Poet Paul Muldoon and his methods of work


The following audio clip from Poetry in Person:25 Years of Conversation with America's Poets (Knopf, 2010) represents poet Paul Muldoon speaking about methods of work.  In it, among observations about how "shape is made in the world," he refers to the importance of revision.  Or lack of it, in his case.  Interestingly, he says that for him revision is "the exception, not the rule," of his working state.  Compare that to fellow Irishman James Joyce, who could spend weeks on a sentence, not necessarily creating new words but famously tinkering with their order.  Which perhaps explains how Finnegans Wake took 17 years to complete.  Muldoon's absence of the revisionist's compulsion has allowed his to become one of the most productive and important poets of our generation.

Born in County Armagh, Northern Ireland, Muldoon published his first book of poems, New Weather, (1973) when he was just 21 years old.

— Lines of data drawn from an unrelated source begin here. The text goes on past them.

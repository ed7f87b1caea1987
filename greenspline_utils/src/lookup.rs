/////////////////////////////////////////////////////////////////////////////////////////////
//
// Implements the tabulated spherical tension kernel used to avoid repeated Legendre evaluations.
//
// Created on: 18 Nov 2025     Author: Daniel Owen
//
// Copyright (c) 2025, Maptek Pty Ltd. All rights reserved. Licensed under the MIT License.
//
/////////////////////////////////////////////////////////////////////////////////////////////

use crate::{
    GreensFunction, KernelFromParams, KernelParams, errors::KernelError,
    green_kernels::WesselBeckerKernel, kernel_helpers::LookupTable,
};
use rayon::prelude::*;
use std::{fmt, sync::Arc};

/// [`WesselBeckerKernel`] sampled on an equally spaced grid of cosines and
/// evaluated by linear interpolation.
///
/// Both tables are built once, in parallel, when the kernel is created.
/// Cloning shares the tables. Arguments outside the tabulated range are
/// clamped to its end points.
#[derive(Clone)]
pub struct WesselBeckerLookupKernel {
    exact: WesselBeckerKernel,
    table: LookupTable,
    inv_dx: f64,
    values: Arc<[f64]>,
    gradients: Arc<[f64]>,
}

impl WesselBeckerLookupKernel {
    /// Returns the closed-form kernel the tables were sampled from.
    pub fn exact(&self) -> &WesselBeckerKernel {
        &self.exact
    }

    /// Returns the layout of the tables.
    pub fn table(&self) -> LookupTable {
        self.table
    }

    #[inline(always)]
    fn interpolate(&self, y: &[f64], x: f64) -> f64 {
        let last = (self.table.size - 1) as f64;
        let f = ((x - self.table.range.0) * self.inv_dx).clamp(0.0, last);
        let f0 = f.floor();
        let df = f - f0;
        let k = f0 as usize;
        if df == 0.0 {
            return y[k];
        }
        y[k] * (1.0 - df) + y[k + 1] * df
    }
}

impl fmt::Debug for WesselBeckerLookupKernel {
    fn fmt(&self, f: &mut fmt::Formatter<'_>) -> fmt::Result {
        f.debug_struct("WesselBeckerLookupKernel")
            .field("exact", &self.exact)
            .field("table", &self.table)
            .finish()
    }
}

impl GreensFunction for WesselBeckerLookupKernel {
    #[inline(always)]
    fn g(&self, x: f64) -> f64 {
        self.interpolate(&self.values, x)
    }

    #[inline(always)]
    fn dgdr(&self, x: f64) -> f64 {
        self.interpolate(&self.gradients, x)
    }
}

impl KernelFromParams for WesselBeckerLookupKernel {
    fn from_params(p: &KernelParams) -> Result<Self, KernelError> {
        p.lookup.validate()?;
        let exact = WesselBeckerKernel::from_params(p)?;
        let table = p.lookup;
        let dx = table.spacing();
        let node = |i: usize| match i == table.size - 1 {
            true => table.range.1,
            false => table.range.0 + i as f64 * dx,
        };

        let (values, gradients): (Vec<f64>, Vec<f64>) = (0..table.size)
            .into_par_iter()
            .map(|i| {
                let x = node(i);
                (exact.g(x), exact.dgdr(x))
            })
            .unzip();

        Ok(WesselBeckerLookupKernel {
            exact,
            table,
            inv_dx: 1.0 / dx,
            values: values.into(),
            gradients: gradients.into(),
        })
    }
}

It immediately caught the attention of Nobel Prize winner Seamus Heaney. In 1995, he was still seven years away from the Pulitzer Prize when he visited Pearl London's class in New York. He brought along with him 13 draft pages of his poem "Cows," from his volume The Annals of Chile. It was a book that caught all of his most recognizable traits: word lists and wordplay, breaks of form, wit, shifting technique and the widest net among all poets for the sounds and catchphrases of other poems, other poets.